И в который раз не нашел ответа. Мелькнула мысль, что я совсем другой человек, каким-то загадочным образом вселившийся в тело штабс-ротмистра, потерявший свою настоящую память, а взамен получивший память Любича. Но эту версию я сразу прогнал, как крайне идиотскую. Загадка природы, мать ее ети…
Отложил шашку и взял одну из трофейных винтовок.
Что тут у нас? Вся маркировка обозначена иероглифами, но модель не осталась загадкой — в академии мы тщательно изучали едва ли не все стрелковое вооружение вероятных противников. К тому же, такие иногда попадали мне в руки с хунхузами в Приамурье.

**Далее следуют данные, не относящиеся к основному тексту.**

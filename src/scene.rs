//! Toolkit-agnostic display list for the matrix canvas.
//!
//! A [`Scene`] is rebuilt from the store after every change. It doubles as the
//! render index: each task item remembers which record it was drawn from, so a
//! click can be routed back to the store without the front end knowing
//! anything about categories.

use crate::classify::QuadrantMapping;
use crate::geometry::{MatrixLayout, Point, Rect};
use crate::model::{Category, TaskRef, TaskStore};
use unicode_width::{UnicodeWidthChar, UnicodeWidthStr};

/// Size of one character cell in virtual pixels.
#[derive(Debug, Clone, Copy, PartialEq, Eq)]
pub struct TextMetrics {
    pub char_width: i32,
    pub line_height: i32,
}

impl Default for TextMetrics {
    fn default() -> Self {
        TextMetrics {
            char_width: 8,
            line_height: 16,
        }
    }
}

impl TextMetrics {
    /// Snaps a point to the top-left corner of the cell that contains it.
    pub fn snap(&self, p: Point) -> Point {
        Point::new(
            p.x.div_euclid(self.char_width) * self.char_width,
            p.y.div_euclid(self.line_height) * self.line_height,
        )
    }

    /// Extent of a single line of text anchored on its left edge at `anchor`,
    /// `columns` cells wide.
    pub fn line_box(&self, anchor: Point, columns: usize) -> Rect {
        let origin = self.snap(anchor);
        let width = self.char_width * columns.max(1) as i32;
        Rect::new(
            origin.x,
            origin.y,
            origin.x + width - 1,
            origin.y + self.line_height - 1,
        )
    }

    /// Extent of a `columns` by `rows` block of cells centred on `anchor`.
    pub fn centered_box(&self, anchor: Point, columns: usize, rows: usize) -> Rect {
        let w = self.char_width * columns.max(1) as i32;
        let h = self.line_height * rows.max(1) as i32;
        let origin = self.snap(Point::new(anchor.x - w / 2, anchor.y - h / 2));
        Rect::new(origin.x, origin.y, origin.x + w - 1, origin.y + h - 1)
    }
}

#[derive(Debug, Clone, Copy, PartialEq, Eq)]
pub enum Fill {
    Frame,
    Inner,
    Panel,
    Grid,
}

#[derive(Debug, Clone, PartialEq, Eq)]
pub enum Shape {
    Rect {
        rect: Rect,
        fill: Fill,
    },
    AxisLabel {
        text: &'static str,
        bounds: Rect,
        vertical: bool,
    },
    Task {
        text: String,
        anchor: Point,
        bounds: Rect,
        completed: bool,
        target: TaskRef,
    },
}

impl Shape {
    pub fn bounds(&self) -> Rect {
        match self {
            Shape::Rect { rect, .. } => *rect,
            Shape::AxisLabel { bounds, .. } | Shape::Task { bounds, .. } => *bounds,
        }
    }

    pub fn task_ref(&self) -> Option<TaskRef> {
        match self {
            Shape::Task { target, .. } => Some(*target),
            _ => None,
        }
    }
}

#[derive(Debug, Clone, Default, PartialEq, Eq)]
pub struct Scene {
    items: Vec<Shape>,
}

impl Scene {
    pub fn empty() -> Self {
        Scene::default()
    }

    pub fn build(
        layout: &MatrixLayout,
        store: &TaskStore,
        mapping: QuadrantMapping,
        metrics: TextMetrics,
    ) -> Self {
        let mut items = Vec::with_capacity(12 + store.len());
        items.push(Shape::Rect {
            rect: layout.frame,
            fill: Fill::Frame,
        });
        items.push(Shape::Rect {
            rect: layout.inner,
            fill: Fill::Inner,
        });
        for category in Category::ALL {
            items.push(Shape::Rect {
                rect: layout.panel(category),
                fill: Fill::Panel,
            });
        }
        items.push(Shape::Rect {
            rect: layout.vertical_line,
            fill: Fill::Grid,
        });
        items.push(Shape::Rect {
            rect: layout.horizontal_line,
            fill: Fill::Grid,
        });

        let labels = mapping.axis_labels();
        for (text, anchor) in labels.columns.into_iter().zip(layout.column_label_anchors) {
            items.push(Shape::AxisLabel {
                text,
                bounds: metrics.centered_box(anchor, text.width(), 1),
                vertical: false,
            });
        }
        for (text, anchor) in labels.rows.into_iter().zip(layout.row_label_anchors) {
            items.push(Shape::AxisLabel {
                text,
                bounds: metrics.centered_box(anchor, column_width(text), text.chars().count()),
                vertical: true,
            });
        }

        for (target, task) in store.iter() {
            let anchor = task.position();
            items.push(Shape::Task {
                text: task.text.clone(),
                anchor,
                bounds: metrics.line_box(anchor, task.text.width()),
                completed: task.completed,
                target,
            });
        }
        Scene { items }
    }

    /// Builds a scene holding only the given task labels, without decorations.
    pub fn tasks_only(store: &TaskStore, metrics: TextMetrics) -> Self {
        let items = store
            .iter()
            .map(|(target, task)| Shape::Task {
                text: task.text.clone(),
                anchor: task.position(),
                bounds: metrics.line_box(task.position(), task.text.width()),
                completed: task.completed,
                target,
            })
            .collect();
        Scene { items }
    }

    pub fn items(&self) -> &[Shape] {
        &self.items
    }

    #[cfg(test)]
    pub fn task_count(&self) -> usize {
        self.items.iter().filter(|s| s.task_ref().is_some()).count()
    }

    /// Index of the item nearest to `p`. Items the point falls inside are at
    /// distance zero; ties go to the item drawn last. There is no cutoff, so
    /// any click resolves to something when the scene is not empty.
    pub fn hit_test(&self, p: Point) -> Option<usize> {
        let mut best: Option<(usize, i64)> = None;
        for (idx, item) in self.items.iter().enumerate() {
            let d = item.bounds().distance_sq(p);
            match best {
                Some((_, best_d)) if d > best_d => {}
                _ => best = Some((idx, d)),
            }
        }
        best.map(|(idx, _)| idx)
    }

    /// The task under `p`, if the nearest item is a task label.
    pub fn task_at(&self, p: Point) -> Option<TaskRef> {
        self.hit_test(p)
            .and_then(|idx| self.items.get(idx))
            .and_then(Shape::task_ref)
    }
}

/// Width of text drawn one character per row: the widest glyph.
fn column_width(text: &str) -> usize {
    text.chars().filter_map(UnicodeWidthChar::width).max().unwrap_or(1)
}

#[cfg(test)]
mod tests {
    use super::*;

    fn store_with(tasks: &[(Category, &str, i32, i32)]) -> TaskStore {
        let mut store = TaskStore::new();
        for (category, text, x, y) in tasks {
            store.add(*category, text, Point::new(*x, *y));
        }
        store
    }

    #[test]
    fn build_orders_decorations_before_tasks() {
        let layout = MatrixLayout::compute(800, 600);
        let store = store_with(&[(Category::UrgentImportant, "Pay rent", 120, 160)]);
        let scene = Scene::build(&layout, &store, QuadrantMapping::Standard, TextMetrics::default());
        assert_eq!(scene.items().len(), 13);
        assert_eq!(scene.task_count(), 1);
        assert!(matches!(
            scene.items().last(),
            Some(Shape::Task { text, .. }) if text == "Pay rent"
        ));
        assert!(matches!(
            scene.items()[0],
            Shape::Rect {
                fill: Fill::Frame,
                ..
            }
        ));
    }

    #[test]
    fn axis_labels_follow_mapping() {
        let layout = MatrixLayout::compute(800, 600);
        let store = TaskStore::new();
        let scene = Scene::build(&layout, &store, QuadrantMapping::Transposed, TextMetrics::default());
        let labels: Vec<_> = scene
            .items()
            .iter()
            .filter_map(|s| match s {
                Shape::AxisLabel { text, vertical, .. } => Some((*text, *vertical)),
                _ => None,
            })
            .collect();
        assert_eq!(
            labels,
            vec![
                ("Urgent", false),
                ("Not Urgent", false),
                ("Important", true),
                ("Not Important", true)
            ]
        );
    }

    #[test]
    fn line_box_is_snapped_to_cells() {
        let metrics = TextMetrics::default();
        let b = metrics.line_box(Point::new(123, 170), 4);
        assert_eq!(b, Rect::new(120, 160, 151, 175));
    }

    #[test]
    fn boxes_are_sized_by_display_width() {
        let metrics = TextMetrics::default();
        let store = store_with(&[
            (Category::UrgentImportant, "買い物", 96, 112),
            (Category::UrgentImportant, "abc", 96, 160),
        ]);
        let scene = Scene::tasks_only(&store, metrics);
        assert_eq!(scene.items()[0].bounds(), Rect::new(96, 112, 143, 127));
        assert_eq!(scene.items()[1].bounds(), Rect::new(96, 160, 119, 175));
    }

    #[test]
    fn wide_glyph_label_is_clickable_across_its_width() {
        let layout = MatrixLayout::compute(640, 480);
        let store = store_with(&[(Category::UrgentImportant, "買い物", 96, 112)]);
        let scene = Scene::build(&layout, &store, QuadrantMapping::Standard, TextMetrics::default());
        // Centre of cell (16, 7), the right half of the last glyph.
        assert_eq!(
            scene.task_at(Point::new(132, 120)),
            Some(TaskRef::new(Category::UrgentImportant, 0))
        );
    }

    #[test]
    fn click_on_empty_scene_resolves_nothing() {
        let scene = Scene::empty();
        assert_eq!(scene.hit_test(Point::new(10, 10)), None);
        assert_eq!(scene.task_at(Point::new(10, 10)), None);
    }

    #[test]
    fn click_with_only_decorations_is_not_a_task() {
        let layout = MatrixLayout::compute(800, 600);
        let scene = Scene::build(
            &layout,
            &TaskStore::new(),
            QuadrantMapping::Standard,
            TextMetrics::default(),
        );
        assert!(scene.hit_test(Point::new(200, 200)).is_some());
        assert_eq!(scene.task_at(Point::new(200, 200)), None);
    }

    #[test]
    fn click_on_label_beats_the_panel_beneath_it() {
        let layout = MatrixLayout::compute(800, 600);
        let store = store_with(&[(Category::UrgentImportant, "Pay rent", 120, 160)]);
        let scene = Scene::build(&layout, &store, QuadrantMapping::Standard, TextMetrics::default());
        assert_eq!(
            scene.task_at(Point::new(140, 168)),
            Some(TaskRef::new(Category::UrgentImportant, 0))
        );
    }

    #[test]
    fn far_click_resolves_to_nearest_label() {
        let store = store_with(&[
            (Category::UrgentImportant, "Near", 100, 100),
            (Category::NotUrgentNotImportant, "Far", 600, 500),
        ]);
        let scene = Scene::tasks_only(&store, TextMetrics::default());
        assert_eq!(
            scene.task_at(Point::new(0, 0)),
            Some(TaskRef::new(Category::UrgentImportant, 0))
        );
        assert_eq!(
            scene.task_at(Point::new(2000, 2000)),
            Some(TaskRef::new(Category::NotUrgentNotImportant, 0))
        );
    }

    #[test]
    fn overlapping_labels_resolve_to_the_topmost() {
        let store = store_with(&[
            (Category::UrgentImportant, "Under", 100, 100),
            (Category::UrgentImportant, "Over", 100, 100),
        ]);
        let scene = Scene::tasks_only(&store, TextMetrics::default());
        assert_eq!(
            scene.task_at(Point::new(104, 104)),
            Some(TaskRef::new(Category::UrgentImportant, 1))
        );
    }
}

Итак, винтовка конструкции полковника Нарияки Арисаке, модель — Тип-30, то есть образца тридцатого года эпохи Мейдзи. Калибр 6,5х50 мм, неотъемный пятипатронный магазин и штык, одноименной модели, что и сама винтовка. Исполнения качественное, все детали тщательно обработаны и подогнаны друг к другу.
Честно говоря, так себе ствол, затвор даже пришлось прикрывать кожухом из-за склонности к загрязнению. Но точная, прикладистая и легкая, этого не отнимешь.

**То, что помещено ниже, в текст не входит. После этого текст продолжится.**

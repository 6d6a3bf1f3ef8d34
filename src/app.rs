use crate::classify::QuadrantMapping;
use crate::geometry::{scatter_point, Margins, MatrixLayout, Point, FALLBACK_BOUNDS};
use crate::model::TaskStore;
use crate::scene::{Scene, TextMetrics};
use crate::storage::SaveFile;
use rand::rngs::StdRng;
use rand::SeedableRng;
use std::time::{Duration, Instant};
use tracing::{debug, info, warn};

/// Everything the front end can ask the application to do.
#[derive(Debug, Clone, Copy, PartialEq, Eq)]
pub enum AppEvent {
    Input(char),
    Backspace,
    CursorLeft,
    CursorRight,
    FocusNext,
    FocusPrev,
    Focus(Control),
    /// Press the focused control.
    Activate,
    ToggleImportant,
    ToggleUrgent,
    AddTask,
    ClearMatrix,
    CanvasClick(Point),
    /// New canvas size in virtual pixels.
    Resize { width: i32, height: i32 },
    Tick(Instant),
    Quit,
}

#[derive(Debug, Clone, Copy, PartialEq, Eq)]
pub enum Flow {
    Continue,
    Quit,
}

#[derive(Debug, Clone, Copy, PartialEq, Eq)]
pub enum Control {
    Entry,
    Important,
    Urgent,
    AddButton,
    ClearButton,
}

impl Control {
    pub const ORDER: [Control; 5] = [
        Control::Entry,
        Control::Important,
        Control::Urgent,
        Control::AddButton,
        Control::ClearButton,
    ];

    fn next(self) -> Self {
        let idx = Control::ORDER.iter().position(|c| *c == self).unwrap_or(0);
        Control::ORDER[(idx + 1) % Control::ORDER.len()]
    }

    fn prev(self) -> Self {
        let idx = Control::ORDER.iter().position(|c| *c == self).unwrap_or(0);
        Control::ORDER[(idx + Control::ORDER.len() - 1) % Control::ORDER.len()]
    }
}

/// Single-line text input with a byte cursor kept on char boundaries.
#[derive(Debug, Clone, Default, PartialEq, Eq)]
pub struct EntryField {
    value: String,
    cursor: usize,
}

impl EntryField {
    pub fn value(&self) -> &str {
        &self.value
    }

    fn move_left(&mut self) {
        if self.cursor == 0 {
            return;
        }
        self.cursor = prev_boundary(self.cursor, &self.value);
    }

    fn move_right(&mut self) {
        if self.cursor >= self.value.len() {
            return;
        }
        self.cursor = next_boundary(self.cursor, &self.value);
    }

    fn backspace(&mut self) {
        if self.cursor == 0 {
            return;
        }
        let prev = prev_boundary(self.cursor, &self.value);
        self.value.drain(prev..self.cursor);
        self.cursor = prev;
    }

    fn insert_char(&mut self, ch: char) {
        if ch.is_control() {
            return;
        }
        self.value.insert(self.cursor, ch);
        self.cursor += ch.len_utf8();
    }

    fn clear(&mut self) {
        self.value.clear();
        self.cursor = 0;
    }

    pub fn with_caret(&self) -> String {
        let mut text = self.value.clone();
        text.insert(self.cursor, '▌');
        text
    }
}

#[derive(Debug, Clone, PartialEq, Eq)]
pub struct EntryForm {
    pub entry: EntryField,
    pub important: bool,
    pub urgent: bool,
    pub focus: Control,
}

impl Default for EntryForm {
    fn default() -> Self {
        EntryForm {
            entry: EntryField::default(),
            important: false,
            urgent: false,
            focus: Control::Entry,
        }
    }
}

impl EntryForm {
    fn reset(&mut self) {
        self.entry.clear();
        self.important = false;
        self.urgent = false;
    }
}

pub struct Settings {
    pub mapping: QuadrantMapping,
    pub metrics: TextMetrics,
    pub resize_debounce: Duration,
    pub save_file: Option<SaveFile>,
}

/// The whole application state. The front end feeds it [`AppEvent`]s and
/// draws whatever it exposes; nothing else mutates it.
pub struct App {
    store: TaskStore,
    mapping: QuadrantMapping,
    metrics: TextMetrics,
    form: EntryForm,
    layout: Option<MatrixLayout>,
    scene: Scene,
    save_file: Option<SaveFile>,
    rng: StdRng,
    resize_debounce: Duration,
    pending_resize: Option<(Instant, i32, i32)>,
    status: String,
    last_save: Option<Instant>,
}

impl App {
    pub fn new(store: TaskStore, settings: Settings) -> Self {
        Self::with_rng(store, settings, StdRng::from_entropy())
    }

    pub fn with_rng(store: TaskStore, settings: Settings, rng: StdRng) -> Self {
        let status = match &settings.save_file {
            Some(file) => format!("{} tasks from {}", store.len(), file.path().display()),
            None => "Tasks are not saved in this session".to_string(),
        };
        App {
            store,
            mapping: settings.mapping,
            metrics: settings.metrics,
            form: EntryForm::default(),
            layout: None,
            scene: Scene::empty(),
            save_file: settings.save_file,
            rng,
            resize_debounce: settings.resize_debounce,
            pending_resize: None,
            status,
            last_save: None,
        }
    }

    pub fn dispatch(&mut self, event: AppEvent) -> Flow {
        match event {
            AppEvent::Input(ch) => self.form.entry.insert_char(ch),
            AppEvent::Backspace => self.form.entry.backspace(),
            AppEvent::CursorLeft => self.form.entry.move_left(),
            AppEvent::CursorRight => self.form.entry.move_right(),
            AppEvent::FocusNext => self.form.focus = self.form.focus.next(),
            AppEvent::FocusPrev => self.form.focus = self.form.focus.prev(),
            AppEvent::Focus(control) => self.form.focus = control,
            AppEvent::Activate => return self.activate(),
            AppEvent::ToggleImportant => self.form.important = !self.form.important,
            AppEvent::ToggleUrgent => self.form.urgent = !self.form.urgent,
            AppEvent::AddTask => self.add_task(),
            AppEvent::ClearMatrix => self.clear_matrix(),
            AppEvent::CanvasClick(p) => self.canvas_click(p),
            AppEvent::Resize { width, height } => self.resize(width, height, Instant::now()),
            AppEvent::Tick(now) => self.tick(now),
            AppEvent::Quit => {
                self.flush();
                return Flow::Quit;
            }
        }
        Flow::Continue
    }

    fn activate(&mut self) -> Flow {
        match self.form.focus {
            Control::Entry | Control::AddButton => self.dispatch(AppEvent::AddTask),
            Control::Important => self.dispatch(AppEvent::ToggleImportant),
            Control::Urgent => self.dispatch(AppEvent::ToggleUrgent),
            Control::ClearButton => self.dispatch(AppEvent::ClearMatrix),
        }
    }

    fn add_task(&mut self) {
        let text = self.form.entry.value().trim().to_string();
        if text.is_empty() {
            return;
        }
        let category = self.mapping.classify(self.form.urgent, self.form.important);
        let bounds = self
            .layout
            .as_ref()
            .map(|layout| layout.quadrant_bounds(category))
            .unwrap_or(FALLBACK_BOUNDS);
        let at = scatter_point(&mut self.rng, bounds, Margins::TEXT_LABEL);
        if let Some(task) = self.store.add(category, &text, at) {
            info!(%category, index = task.index, x = at.x, y = at.y, "added task");
        }
        self.form.reset();
        self.rebuild_scene();
        self.persist(format!("Added \"{}\" to {}", text, category));
    }

    fn clear_matrix(&mut self) {
        self.store.clear();
        self.rebuild_scene();
        if let Some(file) = &self.save_file {
            if let Err(err) = file.remove() {
                warn!(error = %format!("{err:#}"), "could not remove save file");
            }
        }
        info!("cleared matrix");
        self.status = "Matrix cleared".into();
    }

    fn canvas_click(&mut self, p: Point) {
        let Some(task) = self.scene.task_at(p) else {
            debug!(x = p.x, y = p.y, "click hit no task");
            return;
        };
        match self.store.toggle(task) {
            Ok(completed) => {
                let text = self
                    .store
                    .get(task)
                    .map(|t| t.text.clone())
                    .unwrap_or_default();
                debug!(category = %task.category, index = task.index, completed, "toggled task");
                self.rebuild_scene();
                let verb = if completed { "Completed" } else { "Reopened" };
                self.persist(format!("{verb} \"{text}\""));
            }
            Err(err) => warn!(error = %err, "click routed to a stale task"),
        }
    }

    fn resize(&mut self, width: i32, height: i32, now: Instant) {
        if self.layout.is_none() {
            self.apply_layout(width, height);
            return;
        }
        self.pending_resize = Some((now + self.resize_debounce, width, height));
    }

    fn tick(&mut self, now: Instant) {
        if let Some((deadline, width, height)) = self.pending_resize {
            if now >= deadline {
                self.pending_resize = None;
                self.apply_layout(width, height);
            }
        }
    }

    fn apply_layout(&mut self, width: i32, height: i32) {
        if self
            .layout
            .as_ref()
            .is_some_and(|l| l.width == width && l.height == height)
        {
            return;
        }
        debug!(width, height, "laying out matrix");
        self.layout = Some(MatrixLayout::compute(width, height));
        self.rebuild_scene();
    }

    fn rebuild_scene(&mut self) {
        self.scene = match &self.layout {
            Some(layout) => Scene::build(layout, &self.store, self.mapping, self.metrics),
            None => Scene::tasks_only(&self.store, self.metrics),
        };
    }

    fn persist(&mut self, message: impl Into<String>) {
        self.status = message.into();
        if let Some(file) = &self.save_file {
            match file.save(&self.store) {
                Ok(()) => self.last_save = Some(Instant::now()),
                Err(err) => warn!(error = %format!("{err:#}"), "could not save tasks"),
            }
        }
    }

    fn flush(&mut self) {
        if let Some(file) = &self.save_file {
            if let Err(err) = file.save(&self.store) {
                warn!(error = %format!("{err:#}"), "could not save tasks on exit");
            }
        }
    }

    pub fn store(&self) -> &TaskStore {
        &self.store
    }

    pub fn form(&self) -> &EntryForm {
        &self.form
    }

    pub fn scene(&self) -> &Scene {
        &self.scene
    }

    #[cfg(test)]
    pub fn layout(&self) -> Option<&MatrixLayout> {
        self.layout.as_ref()
    }

    pub fn mapping(&self) -> QuadrantMapping {
        self.mapping
    }

    pub fn metrics(&self) -> TextMetrics {
        self.metrics
    }

    pub fn status(&self) -> &str {
        &self.status
    }

    pub fn last_save(&self) -> Option<Instant> {
        self.last_save
    }

    pub fn save_file(&self) -> Option<&SaveFile> {
        self.save_file.as_ref()
    }

    pub fn has_pending_resize(&self) -> bool {
        self.pending_resize.is_some()
    }
}

fn prev_boundary(cursor: usize, text: &str) -> usize {
    text[..cursor]
        .char_indices()
        .next_back()
        .map(|(idx, _)| idx)
        .unwrap_or(0)
}

fn next_boundary(cursor: usize, text: &str) -> usize {
    text[cursor..]
        .chars()
        .next()
        .map(|ch| cursor + ch.len_utf8())
        .unwrap_or(text.len())
}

Впрочем, даренному коню в зубы не смотрят — теперь кроме шашки у меня есть винтарь и куча патронов к нему. Осталось только какие-нить портки еще найти и вообще будет славно.
Пока возился с винтовкой, прояснилось паломничество туземцев. Из пристройки вывели под руки одного из волосатиков, с повязкой на глазах, после чего появилась Мадина в белом халате и жестом позвала следующего пациента.
Что тут непонятного; Майя и Мадина медицинским образом пользуют местных. Да сестричек аборигены вообще за такое на руках носить должны и охранять самым тщательным образом. Хотя, скорее всего, дело так и обстоит.
А хуторок, видимо является нейтральной территорией, потому что все эти племена, насколько мне известно, но особо уживаются друг с другом.
Впрочем, все к лучшему. Вряд ли айны с гиляками осмелятся вступить в открытое противостояние с японцами, но сестер, в случае чего, надежно укроют. Ну а я куда?
Тут я задумался. Действительно, а что я буду делать дальше, когда стану на ноги?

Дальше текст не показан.